I was overstimulated, as it was a day where I was expected to be with four other kids (the colleague’s younger son, their friends’ two daughters and my brother) and the colleague’s younger son, in what he thought was a joke, bound my brother’s wrists and ankles with rope and sprayed hairspray in his hair. Part of me, in light of him being so demanding and impatient, saw this one way, but otherwise, I was able to get them out of the room, close the door and untie my brother. The colleague’s younger son tried to bind my wrists with the same rope, but I was able to spread my hands out and shake the rope free and I remember him giving me a prissy smile and saying, “Oh, he got lose.”

I remembered my father had brought a bucket so as to get some sand to line the budgerigars’ cage floors, and I secretly wanted to go to a place where we’d had a holiday four months earlier. I knew that if I asked that, my mother would have told me not to be ridiculous and ask why I wanted to go to where we had been earlier, when there was a beach directly across the road. The answer, however, would have been obvious to someone who understood autism. Where we had been that day was noisy and I was overstimulated by the kids, I was facing a stressful event eight days from then, and a visit to the scene of our holiday four months earlier would have helped to centre me and calm me down. What I would have liked would have been to have gone up there, gone to the fish and chips shop or Chinese takeaway, gone down near the beach and eaten our food and then gone to get some sand for the birds before going home.

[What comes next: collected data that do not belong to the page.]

//! Typed, environment-sourced configuration.
//!
//! One validated [`Config`] is constructed up front and passed into the
//! channel, classifier, and pipeline; there is no ambient mutable state.
//! Required settings are checked before any network activity, and a single
//! error enumerates every missing variable rather than failing one lookup
//! at a time.
//!
//! Recognized variables (a local `.env` file is honored via dotenvy):
//!
//! ```text
//! LOGTRACK_HOSTNAME          required
//! LOGTRACK_USERNAME          required
//! LOGTRACK_PASSWORD          required
//! LOGTRACK_PORT              default 2222
//! LOGTRACK_TIMEOUT_SECS      default 15
//! LOGTRACK_SUCCESS_PATTERNS  default "Execution Return Code: 0"
//! LOGTRACK_ERROR_PATTERNS    default "*** Failure,*** Error:"
//! LOGTRACK_TRACKER_PATH      default data/log_tracker.csv
//! LOGTRACK_DOWNLOAD_DIR      default data/downloaded_logs
//! ```

use std::path::PathBuf;
use std::time::Duration;

use thiserror::Error;

use crate::classify::PatternSet;

pub const ENV_HOSTNAME: &str = "LOGTRACK_HOSTNAME";
pub const ENV_USERNAME: &str = "LOGTRACK_USERNAME";
pub const ENV_PASSWORD: &str = "LOGTRACK_PASSWORD";
pub const ENV_PORT: &str = "LOGTRACK_PORT";
pub const ENV_TIMEOUT_SECS: &str = "LOGTRACK_TIMEOUT_SECS";
pub const ENV_SUCCESS_PATTERNS: &str = "LOGTRACK_SUCCESS_PATTERNS";
pub const ENV_ERROR_PATTERNS: &str = "LOGTRACK_ERROR_PATTERNS";
pub const ENV_TRACKER_PATH: &str = "LOGTRACK_TRACKER_PATH";
pub const ENV_DOWNLOAD_DIR: &str = "LOGTRACK_DOWNLOAD_DIR";

pub const DEFAULT_PORT: u16 = 2222;
pub const DEFAULT_TIMEOUT_SECS: u64 = 15;
pub const DEFAULT_SUCCESS_PATTERNS: &str = "Execution Return Code: 0";
pub const DEFAULT_ERROR_PATTERNS: &str = "*** Failure,*** Error:";
pub const DEFAULT_TRACKER_PATH: &str = "data/log_tracker.csv";
pub const DEFAULT_DOWNLOAD_DIR: &str = "data/downloaded_logs";

/// Errors raised while constructing a [`Config`]. All fatal.
#[derive(Debug, Error)]
pub enum ConfigError {
    /// One or more required variables are absent.
    #[error("missing required environment variables: {}", .0.join(", "))]
    MissingVars(Vec<String>),

    /// A variable is present but cannot be parsed.
    #[error("invalid value for ${var}: '{value}' (expected {expected})")]
    Invalid {
        var: String,
        value: String,
        expected: String,
    },

    /// Both pattern lists parsed to empty; classification would be a no-op.
    #[error("both {ENV_SUCCESS_PATTERNS} and {ENV_ERROR_PATTERNS} are empty")]
    EmptyPatterns,
}

/// Connection settings for the remote channel.
#[derive(Debug, Clone)]
pub struct ChannelConfig {
    pub hostname: String,
    pub port: u16,
    pub username: String,
    pub password: String,
    pub timeout: Duration,
}

/// Fully validated run configuration.
#[derive(Debug, Clone)]
pub struct Config {
    pub channel: ChannelConfig,
    pub patterns: PatternSet,
    pub tracker_path: PathBuf,
    pub download_dir: PathBuf,
}

impl Config {
    /// Load configuration from the process environment, after sourcing a
    /// local `.env` file if one exists.
    pub fn from_env() -> Result<Self, ConfigError> {
        // Missing .env is the normal case in CI; real env vars win anyway.
        let _ = dotenvy::dotenv();
        Self::from_lookup(|name| std::env::var(name).ok())
    }

    /// Load configuration through an arbitrary lookup function (tests).
    pub fn from_lookup(lookup: impl Fn(&str) -> Option<String>) -> Result<Self, ConfigError> {
        let mut missing = Vec::new();
        let mut required = |name: &str| -> String {
            match lookup(name).filter(|v| !v.trim().is_empty()) {
                Some(v) => v,
                None => {
                    missing.push(name.to_string());
                    String::new()
                }
            }
        };

        let hostname = required(ENV_HOSTNAME);
        let username = required(ENV_USERNAME);
        let password = required(ENV_PASSWORD);
        if !missing.is_empty() {
            return Err(ConfigError::MissingVars(missing));
        }

        let port = parse_or_default(&lookup, ENV_PORT, DEFAULT_PORT, "a TCP port")?;
        let timeout_secs = parse_or_default(
            &lookup,
            ENV_TIMEOUT_SECS,
            DEFAULT_TIMEOUT_SECS,
            "a number of seconds",
        )?;

        let success = lookup(ENV_SUCCESS_PATTERNS)
            .unwrap_or_else(|| DEFAULT_SUCCESS_PATTERNS.to_string());
        let error =
            lookup(ENV_ERROR_PATTERNS).unwrap_or_else(|| DEFAULT_ERROR_PATTERNS.to_string());
        let patterns = PatternSet::from_comma_lists(&success, &error);
        if patterns.is_empty() {
            return Err(ConfigError::EmptyPatterns);
        }

        let tracker_path = lookup(ENV_TRACKER_PATH)
            .map(PathBuf::from)
            .unwrap_or_else(|| PathBuf::from(DEFAULT_TRACKER_PATH));
        let download_dir = lookup(ENV_DOWNLOAD_DIR)
            .map(PathBuf::from)
            .unwrap_or_else(|| PathBuf::from(DEFAULT_DOWNLOAD_DIR));

        Ok(Self {
            channel: ChannelConfig {
                hostname,
                port,
                username,
                password,
                timeout: Duration::from_secs(timeout_secs),
            },
            patterns,
            tracker_path,
            download_dir,
        })
    }
}

fn parse_or_default<T: std::str::FromStr>(
    lookup: &impl Fn(&str) -> Option<String>,
    var: &str,
    default: T,
    expected: &str,
) -> Result<T, ConfigError> {
    match lookup(var) {
        None => Ok(default),
        Some(raw) => raw.trim().parse().map_err(|_| ConfigError::Invalid {
            var: var.to_string(),
            value: raw,
            expected: expected.to_string(),
        }),
    }
}
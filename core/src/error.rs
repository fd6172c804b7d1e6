//! Fatal error taxonomy for a run.
//!
//! Fatal errors bubble unhandled to the CLI and terminate the run with a
//! non-zero exit; no partial tracker write happens on a fatal path.
//! Recoverable, per-job failures never appear here — they are values
//! ([`crate::pipeline::FailureReason`]) inspected by the pipeline and
//! reflected as explicit tracker entries.

use thiserror::Error;

use crate::channel::ConnectError;
use crate::config::ConfigError;
use crate::tracker::TrackerError;

/// Errors that abort an entire run.
#[derive(Debug, Error)]
pub enum RunError {
    #[error(transparent)]
    Config(#[from] ConfigError),

    #[error(transparent)]
    Connect(#[from] ConnectError),

    #[error(transparent)]
    Tracker(#[from] TrackerError),

    #[error("cannot prepare staging directory: {0}")]
    Staging(#[from] std::io::Error),
}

We were able to extricate ourselves from this colleague, four years later, when my father lost his job with that company due to corporate downsizing. The colleague was advanced but made redundant two years later.

That was a stressful day, and those holidays were stressful. As most people know, I have little regard for the ridiculous doctor and found his article about how your mortgage could be making you sick privileged and arrogant, as little was about interest rate increases and more about overscheduling kids, but in this case, I could have said, if my mother had gone to a doctor and asked how to solve my anxiety, an astute doctor would have said, “Firstly, take him out of school, and secondly, for heaven’s sake, don’t take things to extremes! Don’t force him to be out playing sports that he hates with his brother all the time! Give him some serious space to just do nothing for a bit.”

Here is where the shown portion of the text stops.